Stopping at the line that holds "let rms = if", repeat the lines below exactly, starting from the very first and including that final line.

▶ Supplied information:
++++++++++

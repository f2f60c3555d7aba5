use rand::prelude::IndexedRandom;
use rand::{rngs::StdRng, SeedableRng};
use serde::{Deserialize, Serialize};

use crate::{
    correspondence::{Point2, PointPair},
    error::SolverError,
    homography::{Homography, HOMOGRAPHY_MIN_PAIRS},
    linalg,
};

/// Settings of the robust homography fit.
#[derive(Clone, Copy, Debug, PartialEq, Serialize, Deserialize)]
#[serde(default, rename_all = "camelCase")]
pub struct RansacConfig {
    /// Largest distance in image A, in pixels, between a mapped B point and its partner for
    /// the pair to count as an inlier.
    pub threshold: f64,
    /// Upper bound on the number of sampled minimal sets.
    pub max_iterations: usize,
    /// Probability in `[0, 1)` of drawing at least one outlier-free sample, used to stop early.
    pub confidence: f64,
    /// Seed of the sampler, so a given set of pairs always gives the same fit.
    pub seed: u64,
}

impl Default for RansacConfig {
    fn default() -> Self {
        Self {
            threshold: 5.0,
            max_iterations: 2000,
            confidence: 0.995,
            seed: 1_234_567,
        }
    }
}

/// A homography fitted on a consensus set.
#[derive(Clone, Debug, PartialEq)]
pub struct RansacHomography {
    /// The least squares fit over the inliers.
    pub homography: Homography,
    /// Indices of the pairs within the threshold of the final fit.
    pub inliers: Vec<usize>,
}

fn residual(h: &Homography, pair: &PointPair) -> f64 {
    let p = h.apply(&pair.b);
    ((p[0] - pair.a[0]).powi(2) + (p[1] - pair.a[1]).powi(2)).sqrt()
}

fn inliers_of(h: &Homography, pairs: &[PointPair], threshold: f64) -> (Vec<usize>, f64) {
    let mut inliers = Vec::with_capacity(pairs.len());
    let mut sum_sq = 0.0;
    for (i, pair) in pairs.iter().enumerate() {
        let r = residual(h, pair);
        if r <= threshold {
            inliers.push(i);
            sum_sq += r * r;
        }
    }
    let rms = if inliers.is_empty() {
        f64::INFINITY
    } else {
        (sum_sq / inliers.len() as f64).sqrt()
    };
    (inliers, rms)
}

/// Number of samples needed to draw one clean minimal set with probability `confidence`.
fn adaptive_iterations(
    confidence: f64,
    inlier_ratio: f64,
    iterations_so_far: usize,
    max_iterations: usize,
) -> usize {
    if confidence <= 0.0 || inlier_ratio <= 0.0 {
        return max_iterations;
    }
    let denom = (1.0 - inlier_ratio.powi(HOMOGRAPHY_MIN_PAIRS as i32))
        .max(1e-12)
        .ln();
    if denom >= 0.0 {
        return max_iterations;
    }
    let n = ((1.0 - confidence).max(1e-12).ln() / denom).ceil() as usize;
    n.clamp(iterations_so_far, max_iterations)
}

fn sample_is_degenerate(pairs: &[PointPair], sample: &[usize]) -> bool {
    let side = |a: bool| -> Vec<Point2> {
        sample
            .iter()
            .map(|&i| if a { pairs[i].a } else { pairs[i].b })
            .collect()
    };
    !linalg::has_general_quad(&side(true)) || !linalg::has_general_quad(&side(false))
}

/// Fit a homography robust to mismatched pairs.
///
/// Minimal sets of 4 pairs are drawn at random and fitted exactly; the model with the most
/// pairs within `config.threshold` wins (ties go to the lower inlier RMS), and the result is
/// refitted by least squares on its inliers.
///
/// # Errors
///
/// * The errors of [`Homography::fit`] for the whole set: too few pairs or degenerate
///   geometry.
/// * [`SolverError::DegenerateGeometry`] when no sample yields a model with at least 4
///   inliers.
pub fn fit_homography_ransac(
    pairs: &[PointPair],
    condition_limit: f64,
    config: &RansacConfig,
) -> Result<RansacHomography, SolverError> {
    // validates the count and the overall configuration
    let all_pairs_fit = Homography::fit(pairs, condition_limit);
    if let Err(err @ SolverError::InsufficientCorrespondences { .. })
    | Err(err @ SolverError::DegenerateGeometry(_)) = &all_pairs_fit
    {
        return Err(err.clone());
    }

    let indices: Vec<usize> = (0..pairs.len()).collect();
    let mut rng = StdRng::seed_from_u64(config.seed);
    let mut sample = Vec::with_capacity(HOMOGRAPHY_MIN_PAIRS);
    let mut subset = Vec::with_capacity(HOMOGRAPHY_MIN_PAIRS);

    let mut best: Option<(Homography, Vec<usize>, f64)> = None;
    let mut max_iterations = config.max_iterations;
    let mut iterations = 0;
    while iterations < max_iterations {
        iterations += 1;

        sample.clear();
        sample.extend(
            indices
                .as_slice()
                .choose_multiple(&mut rng, HOMOGRAPHY_MIN_PAIRS)
                .copied(),
        );
        if sample_is_degenerate(pairs, &sample) {
            continue;
        }

        subset.clear();
        subset.extend(sample.iter().map(|&i| pairs[i]));
        let Ok(model) = Homography::fit(&subset, condition_limit) else {
            continue;
        };

        let (inliers, rms) = inliers_of(&model, pairs, config.threshold);
        if inliers.len() < HOMOGRAPHY_MIN_PAIRS {
            continue;
        }

        let better = match &best {
            None => true,
            Some((_, best_inliers, best_rms)) => {
                inliers.len() > best_inliers.len()
                    || (inliers.len() == best_inliers.len() && rms < *best_rms)
            }
        };
        if better {
            let ratio = inliers.len() as f64 / pairs.len() as f64;
            max_iterations =
                adaptive_iterations(config.confidence, ratio, iterations, config.max_iterations);
            best = Some((model, inliers, rms));
        }
    }

    let Some((model, inliers, _)) = best else {
        return Err(SolverError::DegenerateGeometry(format!(
            "no sample of {HOMOGRAPHY_MIN_PAIRS} pairs agrees with at least {HOMOGRAPHY_MIN_PAIRS} pairs"
        )));
    };

    // least squares on the consensus set, then the inliers of that fit
    let consensus: Vec<PointPair> = inliers.iter().map(|&i| pairs[i]).collect();
    let (homography, inliers) = match Homography::fit(&consensus, condition_limit) {
        Ok(refit) => {
            let (refit_inliers, _) = inliers_of(&refit, pairs, config.threshold);
            if refit_inliers.len() >= inliers.len() {
                (refit, refit_inliers)
            } else {
                (model, inliers)
            }
        }
        Err(_) => (model, inliers),
    };

    log::debug!(
        "ransac homography after {} samples: {} of {} pairs are inliers",
        iterations,
        inliers.len(),
        pairs.len()
    );

    Ok(RansacHomography {
        homography,
        inliers,
    })
}

#[cfg(test)]
mod tests {
    use super::*;
    use crate::homography::DEFAULT_CONDITION_LIMIT;
    use approx::assert_relative_eq;

    fn grid_pairs(truth: &linalg::Mat33) -> Vec<PointPair> {
        let mut pairs = Vec::new();
        for y in 0..4 {
            for x in 0..5 {
                let b = [x as f64 * 50.0 + 3.0, y as f64 * 40.0 + 7.0];
                pairs.push(PointPair {
                    a: linalg::transform_point(truth, &b),
                    b,
                });
            }
        }
        pairs
    }

    const TRUTH: linalg::Mat33 = [[1.05, 0.02, 12.0], [-0.03, 0.98, -6.0], [1e-4, -5e-5, 1.0]];

    #[test]
    fn ransac_ignores_mismatched_clicks() -> Result<(), SolverError> {
        let mut pairs = grid_pairs(&TRUTH);
        // three badly placed partners
        pairs[2].a[0] += 60.0;
        pairs[9].a[1] -= 45.0;
        pairs[17].a = [5.0, 300.0];

        let fit = fit_homography_ransac(&pairs, DEFAULT_CONDITION_LIMIT, &RansacConfig::default())?;
        assert_eq!(fit.inliers.len(), pairs.len() - 3);
        assert!(!fit.inliers.contains(&2));
        assert!(!fit.inliers.contains(&9));
        assert!(!fit.inliers.contains(&17));

        for (i, pair) in pairs.iter().enumerate() {
            if fit.inliers.contains(&i) {
                let p = fit.homography.apply(&pair.b);
                assert_relative_eq!(p[0], pair.a[0], epsilon = 1e-6);
                assert_relative_eq!(p[1], pair.a[1], epsilon = 1e-6);
            }
        }

        // the plain least squares fit is pulled off by the same pairs
        let plain = Homography::fit(&pairs, DEFAULT_CONDITION_LIMIT)?;
        assert!(plain.max_residual(&[pairs[0]]) > 1e-3);
        Ok(())
    }

    #[test]
    fn ransac_is_deterministic_for_a_seed() -> Result<(), SolverError> {
        let mut pairs = grid_pairs(&TRUTH);
        pairs[4].a = [0.0, 0.0];
        let config = RansacConfig::default();
        let first = fit_homography_ransac(&pairs, DEFAULT_CONDITION_LIMIT, &config)?;
        let second = fit_homography_ransac(&pairs, DEFAULT_CONDITION_LIMIT, &config)?;
        assert_eq!(first, second);
        Ok(())
    }

    #[test]
    fn ransac_keeps_solver_errors() {
        let config = RansacConfig::default();
        let few = &grid_pairs(&TRUTH)[..3];
        assert!(matches!(
            fit_homography_ransac(few, DEFAULT_CONDITION_LIMIT, &config),
            Err(SolverError::InsufficientCorrespondences { .. })
        ));

        let line: Vec<PointPair> = (0..6)
            .map(|i| {
                let p = [i as f64, 2.0 * i as f64];
                PointPair { a: p, b: p }
            })
            .collect();
        assert!(matches!(
            fit_homography_ransac(&line, DEFAULT_CONDITION_LIMIT, &config),
            Err(SolverError::DegenerateGeometry(_))
        ));
    }

    #[test]
    fn adaptive_iterations_shrink_with_inliers() {
        assert_eq!(adaptive_iterations(0.995, 0.0, 1, 2000), 2000);
        let clean = adaptive_iterations(0.995, 1.0, 1, 2000);
        assert_eq!(clean, 1);
        let half = adaptive_iterations(0.995, 0.5, 1, 2000);
        assert!(half > clean && half < 2000);
    }
}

++++++++++

▶ Answer space:
repository f2f60c3555d7aba5
use rand::prelude::IndexedRandom;
use rand::{rngs::StdRng, SeedableRng};
use serde::{Deserialize, Serialize};

use crate::{
    correspondence::{Point2, PointPair},
    error::SolverError,
    homography::{Homography, HOMOGRAPHY_MIN_PAIRS},
    linalg,
};

/// Settings of the robust homography fit.
#[derive(Clone, Copy, Debug, PartialEq, Serialize, Deserialize)]
#[serde(default, rename_all = "camelCase")]
pub struct RansacConfig {
    /// Largest distance in image A, in pixels, between a mapped B point and its partner for
    /// the pair to count as an inlier.
    pub threshold: f64,
    /// Upper bound on the number of sampled minimal sets.
    pub max_iterations: usize,
    /// Probability in `[0, 1)` of drawing at least one outlier-free sample, used to stop early.
    pub confidence: f64,
    /// Seed of the sampler, so a given set of pairs always gives the same fit.
    pub seed: u64,
}

impl Default for RansacConfig {
    fn default() -> Self {
        Self {
            threshold: 5.0,
            max_iterations: 2000,
            confidence: 0.995,
            seed: 1_234_567,
        }
    }
}

/// A homography fitted on a consensus set.
#[derive(Clone, Debug, PartialEq)]
pub struct RansacHomography {
    /// The least squares fit over the inliers.
    pub homography: Homography,
    /// Indices of the pairs within the threshold of the final fit.
    pub inliers: Vec<usize>,
}

fn residual(h: &Homography, pair: &PointPair) -> f64 {
    let p = h.apply(&pair.b);
    ((p[0] - pair.a[0]).powi(2) + (p[1] - pair.a[1]).powi(2)).sqrt()
}

fn inliers_of(h: &Homography, pairs: &[PointPair], threshold: f64) -> (Vec<usize>, f64) {
    let mut inliers = Vec::with_capacity(pairs.len());
    let mut sum_sq = 0.0;
    for (i, pair) in pairs.iter().enumerate() {
        let r = residual(h, pair);
        if r <= threshold {
            inliers.push(i);
            sum_sq += r * r;
        }
    }
    let rms = if inliers.is_empty() {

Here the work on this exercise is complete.